## Task statement
Whenever a line in this data holds the word "bool", report that line in full.

## Extracted information
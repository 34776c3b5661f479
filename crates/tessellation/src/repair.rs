use crate::geom::LineSegment;

use alloc::vec::Vec;

/// Parts shorter than this count as collapsed.
const LENGTH_TOLERANCE: f32 = 1e-3;

/// The two walk directions of the repair. Each pass pairs every
/// edge-group with its cyclic successor and scans the pair from opposite
/// ends, so a crossing missed by one nesting order is caught by the
/// other.
#[derive(Copy, Clone, Debug, PartialEq)]
enum Pass {
    Forward,
    Backward,
}

/// Repair the crossings that offsetting introduces between the straight
/// parts of cyclically-adjacent edge-groups.
///
/// `groups` holds one list of straight parts per contour edge, in ring
/// order. For each adjacent pair the first crossing found is resolved by
/// cutting both parts at the intersection and discarding the parts
/// beyond the cut, which closes the overlap a concave joint's offset
/// opened. Pairs without crossings are left untouched; this is a single
/// local pass per pair and direction, not a polygon clipping operation.
///
/// A group collapsed to one near-zero part is removed entirely (when
/// more than three groups remain) and the scan retries against the
/// following group, so tiny offset leftovers cannot pinch the ring into
/// zero-area slivers.
pub fn resolve_intersections(groups: &mut Vec<Vec<LineSegment<f32>>>) {
    resolve_pass(groups, Pass::Forward);
    resolve_pass(groups, Pass::Backward);
}

fn resolve_pass(groups: &mut Vec<Vec<LineSegment<f32>>>, pass: Pass) {
    let mut i = 0;
    while i < groups.len() && groups.len() >= 2 {
        // One-edge lookahead: a degenerate successor is dropped and the
        // scan moves on to the group after it.
        let next = (i + 1) % groups.len();
        if is_collapsed(&groups[next]) && groups.len() > 3 {
            groups.remove(next);
            if next < i {
                // Removing the wrapped-around head shifts our own index.
                i -= 1;
            }
            if groups.len() < 2 {
                return;
            }
        }

        let a = i;
        let b = (i + 1) % groups.len();
        if a != b {
            let (first, second) = take_pair(groups, a, b);
            resolve_pair(first, second, pass);
        }

        i += 1;
    }
}

/// Find and cut the first crossing between the parts of two adjacent
/// groups. The scan order depends on the pass: forward scans A from its
/// far end inward and B from its near end outward, backward mirrors it.
/// Either way A keeps its head up to the crossing and B keeps its tail
/// from the crossing on.
fn resolve_pair(a: &mut Vec<LineSegment<f32>>, b: &mut Vec<LineSegment<f32>>, pass: Pass) {
    let a_indices = 0..a.len();
    let b_indices = 0..b.len();

    let found = match pass {
        Pass::Forward => a_indices
            .rev()
            .find_map(|ai| find_crossing(&a[ai], b, ai, b_indices.clone())),
        Pass::Backward => b_indices
            .rev()
            .map(|bi| (bi, b[bi]))
            .find_map(|(bi, part)| {
                a_indices
                    .clone()
                    .find_map(|ai| a[ai].intersection_t(&part).map(|(ta, tb)| (ai, bi, ta, tb)))
            }),
    };

    if let Some((ai, bi, ta, _)) = found {
        let x = a[ai].sample(ta);
        a[ai].to = x;
        a.truncate(ai + 1);
        b[bi].from = x;
        b.drain(..bi);
    }
}

fn find_crossing(
    part: &LineSegment<f32>,
    b: &[LineSegment<f32>],
    ai: usize,
    b_indices: core::ops::Range<usize>,
) -> Option<(usize, usize, f32, f32)> {
    for bi in b_indices {
        if let Some((ta, tb)) = part.intersection_t(&b[bi]) {
            return Some((ai, bi, ta, tb));
        }
    }

    None
}

fn is_collapsed(group: &[LineSegment<f32>]) -> bool {
    match group {
        [] => true,
        [part] => part.length() <= LENGTH_TOLERANCE,
        _ => false,
    }
}

/// Mutable references to two distinct groups at once.
fn take_pair(
    groups: &mut [Vec<LineSegment<f32>>],
    a: usize,
    b: usize,
) -> (&mut Vec<LineSegment<f32>>, &mut Vec<LineSegment<f32>>) {
    debug_assert!(a != b);
    if a < b {
        let (head, tail) = groups.split_at_mut(b);
        (&mut head[a], &mut tail[0])
    } else {
        let (head, tail) = groups.split_at_mut(a);
        (&mut tail[0], &mut head[b])
    }
}

#[cfg(test)]
mod tests {
    use super::*;
    use crate::math::point;

    fn seg(x0: f32, y0: f32, x1: f32, y1: f32) -> LineSegment<f32> {
        LineSegment {
            from: point(x0, y0),
            to: point(x1, y1),
        }
    }

    #[test]
    fn crossing_pair_is_trimmed() {
        // Group A runs right along y = 0, group B cuts down through it.
        let mut groups = alloc::vec![
            alloc::vec![seg(0.0, 0.0, 5.0, 0.0), seg(5.0, 0.0, 10.0, 0.0)],
            alloc::vec![seg(7.0, -2.0, 7.0, 5.0), seg(7.0, 5.0, 0.0, 5.0)],
            alloc::vec![seg(0.0, 5.0, 0.0, 0.0)],
        ];

        resolve_intersections(&mut groups);

        // A's second part now ends at the crossing (7, 0); B starts there.
        let a = &groups[0];
        let b = &groups[1];
        assert!((a[a.len() - 1].to - point(7.0, 0.0)).length() < 0.001);
        assert!((b[0].from - point(7.0, 0.0)).length() < 0.001);
        // The dangling stub of B below y = 0 is gone.
        assert!(b[0].to.y >= 0.0);
    }

    #[test]
    fn non_crossing_groups_pass_through() {
        let original = alloc::vec![
            alloc::vec![seg(0.0, 0.0, 4.0, 0.0)],
            alloc::vec![seg(4.0, 0.0, 4.0, 4.0)],
            alloc::vec![seg(4.0, 4.0, 0.0, 4.0)],
            alloc::vec![seg(0.0, 4.0, 0.0, 0.0)],
        ];
        let mut groups = original.clone();

        resolve_intersections(&mut groups);

        assert_eq!(groups, original);
    }

    #[test]
    fn collapsed_group_is_removed() {
        let mut groups = alloc::vec![
            alloc::vec![seg(0.0, 0.0, 4.0, 0.0)],
            alloc::vec![seg(4.0, 0.0, 4.0, 0.0005)],
            alloc::vec![seg(4.0, 0.0, 4.0, 4.0)],
            alloc::vec![seg(4.0, 4.0, 0.0, 4.0)],
            alloc::vec![seg(0.0, 4.0, 0.0, 0.0)],
        ];

        resolve_intersections(&mut groups);

        assert_eq!(groups.len(), 4);
        for group in &groups {
            assert!(!is_collapsed(group));
        }
    }

    #[test]
    fn collapsed_group_is_kept_in_small_rings() {
        // With only three groups the degenerate one must survive, since
        // removing it could not leave a triangulatable ring anyway.
        let mut groups = alloc::vec![
            alloc::vec![seg(0.0, 0.0, 4.0, 0.0)],
            alloc::vec![seg(4.0, 0.0, 4.0, 0.0005)],
            alloc::vec![seg(4.0, 0.0, 0.0, 0.0)],
        ];

        resolve_intersections(&mut groups);

        assert_eq!(groups.len(), 3);
    }

    #[test]
    fn overlap_across_parts_is_closed() {
        // The crossing sits between A's only part and B's second part;
        // resolving it must discard B's first part entirely and leave the
        // joint watertight.
        let mut groups = alloc::vec![
            alloc::vec![seg(0.0, 2.0, 6.0, 2.0)],
            alloc::vec![seg(8.0, 4.0, 3.0, 4.0), seg(3.0, 4.0, 3.0, 0.0)],
        ];

        resolve_intersections(&mut groups);

        let a = &groups[0];
        let b = &groups[1];
        let a_end = a[a.len() - 1].to;
        let b_start = b[0].from;
        assert!((a_end - b_start).length() < 0.001);
        assert!((a_end - point(3.0, 2.0)).length() < 0.001);
    }
}
use crate::geom::Trajectory;
use crate::math::{Box2D, Point};
use crate::math_utils::polygon_winding;
use crate::Winding;

use alloc::vec::Vec;

/// Host-assigned classification of a contour edge, selecting which of a
/// pair of offset distances or corner radii applies to it.
#[derive(Copy, Clone, Debug, PartialEq, Eq, Hash)]
#[cfg_attr(feature = "serialization", derive(Serialize, Deserialize))]
pub enum EdgeRole {
    /// The edge follows a marking line.
    Lane,
    /// The edge borders a median.
    Median,
}

/// One edge of a closed filler contour.
#[derive(Copy, Clone, Debug, PartialEq)]
#[cfg_attr(feature = "serialization", derive(Serialize, Deserialize))]
pub struct ContourEdge {
    pub trajectory: Trajectory<f32>,
    pub role: EdgeRole,
    /// Set on the short arc edges inserted by corner rounding, so that
    /// they are never rounded again.
    pub corner: bool,
}

impl ContourEdge {
    #[inline]
    pub fn new(trajectory: Trajectory<f32>, role: EdgeRole) -> Self {
        ContourEdge {
            trajectory,
            role,
            corner: false,
        }
    }

    #[inline]
    pub fn corner(trajectory: Trajectory<f32>, role: EdgeRole) -> Self {
        ContourEdge {
            trajectory,
            role,
            corner: true,
        }
    }

    /// The same edge travelled in the opposite direction.
    #[inline]
    pub fn flip(&self) -> Self {
        ContourEdge {
            trajectory: self.trajectory.flip(),
            ..*self
        }
    }
}

/// A closed loop of curve edges describing a filler boundary.
///
/// The edges form a ring: the end of edge `i` touches the start of edge
/// `i + 1` modulo the edge count.
#[derive(Clone, Debug, PartialEq)]
#[cfg_attr(feature = "serialization", derive(Serialize, Deserialize))]
pub struct Contour {
    edges: Vec<ContourEdge>,
}

impl Contour {
    pub fn new(edges: Vec<ContourEdge>) -> Self {
        Contour { edges }
    }

    /// Build a contour of straight edges from a ring of points, all edges
    /// sharing one role.
    pub fn from_points(points: &[Point], role: EdgeRole) -> Self {
        let mut edges = Vec::with_capacity(points.len());
        for i in 0..points.len() {
            let j = (i + 1) % points.len();
            edges.push(ContourEdge::new(Trajectory::line(points[i], points[j]), role));
        }

        Contour { edges }
    }

    #[inline]
    pub fn edges(&self) -> &[ContourEdge] {
        &self.edges
    }

    #[inline]
    pub fn into_edges(self) -> Vec<ContourEdge> {
        self.edges
    }

    #[inline]
    pub fn len(&self) -> usize {
        self.edges.len()
    }

    #[inline]
    pub fn is_empty(&self) -> bool {
        self.edges.is_empty()
    }

    /// Whether each edge's end touches the next edge's start, within a
    /// distance tolerance.
    pub fn is_closed(&self, tolerance: f32) -> bool {
        let n = self.edges.len();
        if n == 0 {
            return false;
        }

        for i in 0..n {
            let end = self.edges[i].trajectory.to();
            let start = self.edges[(i + 1) % n].trajectory.from();
            if (end - start).length() > tolerance {
                return false;
            }
        }

        true
    }

    /// Points the contour travels through, sampling curve edges at a few
    /// interior positions so that winding and area estimates account for
    /// their bulge.
    pub fn sample_points(&self) -> Vec<Point> {
        let mut points = Vec::with_capacity(self.edges.len() * 2);
        for edge in &self.edges {
            match edge.trajectory {
                Trajectory::Line(_) => points.push(edge.trajectory.from()),
                Trajectory::Bezier(_) => {
                    points.push(edge.trajectory.from());
                    points.push(edge.trajectory.sample(0.25));
                    points.push(edge.trajectory.sample(0.5));
                    points.push(edge.trajectory.sample(0.75));
                }
            }
        }

        points
    }

    /// Orientation of the contour, or `None` when it encloses no area.
    pub fn winding(&self) -> Option<Winding> {
        polygon_winding(&self.sample_points())
    }

    /// Reverse the contour in place if its winding differs from the
    /// requested one. Contours with no detectable winding are left alone.
    pub fn normalize(&mut self, winding: Winding) {
        if self.winding() == Some(winding.opposite()) {
            self.edges.reverse();
            for edge in &mut self.edges {
                *edge = edge.flip();
            }
        }
    }

    pub fn bounding_box(&self) -> Box2D {
        let mut edges = self.edges.iter();
        let mut b = match edges.next() {
            Some(edge) => edge.trajectory.bounding_box(),
            None => return Box2D::zero(),
        };
        for edge in edges {
            let eb = edge.trajectory.bounding_box();
            b.min.x = b.min.x.min(eb.min.x);
            b.min.y = b.min.y.min(eb.min.y);
            b.max.x = b.max.x.max(eb.max.x);
            b.max.y = b.max.y.max(eb.max.y);
        }

        b
    }
}

/// The closed rings produced by offsetting one contour. Possibly empty
/// (the offset consumed the whole shape), possibly more than one ring
/// (the offset pinched the shape apart). Rings are independent; no
/// nesting relationship is tracked.
#[derive(Clone, Debug, Default, PartialEq)]
#[cfg_attr(feature = "serialization", derive(Serialize, Deserialize))]
pub struct ContourGroup {
    pub contours: Vec<Contour>,
}

impl ContourGroup {
    pub fn new() -> Self {
        ContourGroup {
            contours: Vec::new(),
        }
    }

    #[inline]
    pub fn len(&self) -> usize {
        self.contours.len()
    }

    #[inline]
    pub fn is_empty(&self) -> bool {
        self.contours.is_empty()
    }

    #[inline]
    pub fn push(&mut self, contour: Contour) {
        self.contours.push(contour);
    }

    pub fn iter(&self) -> core::slice::Iter<'_, Contour> {
        self.contours.iter()
    }
}

impl IntoIterator for ContourGroup {
    type Item = Contour;
    type IntoIter = alloc::vec::IntoIter<Contour>;

    fn into_iter(self) -> Self::IntoIter {
        self.contours.into_iter()
    }
}

#[cfg(test)]
mod tests {
    use super::*;
    use crate::math::point;

    fn square() -> Contour {
        Contour::from_points(
            &[
                point(0.0, 0.0),
                point(4.0, 0.0),
                point(4.0, 4.0),
                point(0.0, 4.0),
            ],
            EdgeRole::Lane,
        )
    }

    #[test]
    fn from_points_is_closed() {
        let c = square();
        assert_eq!(c.len(), 4);
        assert!(c.is_closed(0.0001));
        assert_eq!(c.winding(), Some(Winding::Clockwise));
    }

    #[test]
    fn normalize_reverses_winding() {
        let mut c = square();
        c.normalize(Winding::CounterClockwise);
        assert_eq!(c.winding(), Some(Winding::CounterClockwise));
        assert!(c.is_closed(0.0001));

        // Already matching: no-op.
        let before = c.clone();
        c.normalize(Winding::CounterClockwise);
        assert_eq!(c, before);
    }

    #[test]
    fn bounding_box_covers_edges() {
        let b = square().bounding_box();
        assert_eq!(b.min, point(0.0, 0.0));
        assert_eq!(b.max, point(4.0, 4.0));
    }
}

## Response for this exercise
fn is_collapsed(group: &[LineSegment<f32>]) -> bool {
    pub corner: bool,
    pub fn is_empty(&self) -> bool {
    pub fn is_closed(&self, tolerance: f32) -> bool {
    pub fn is_empty(&self) -> bool {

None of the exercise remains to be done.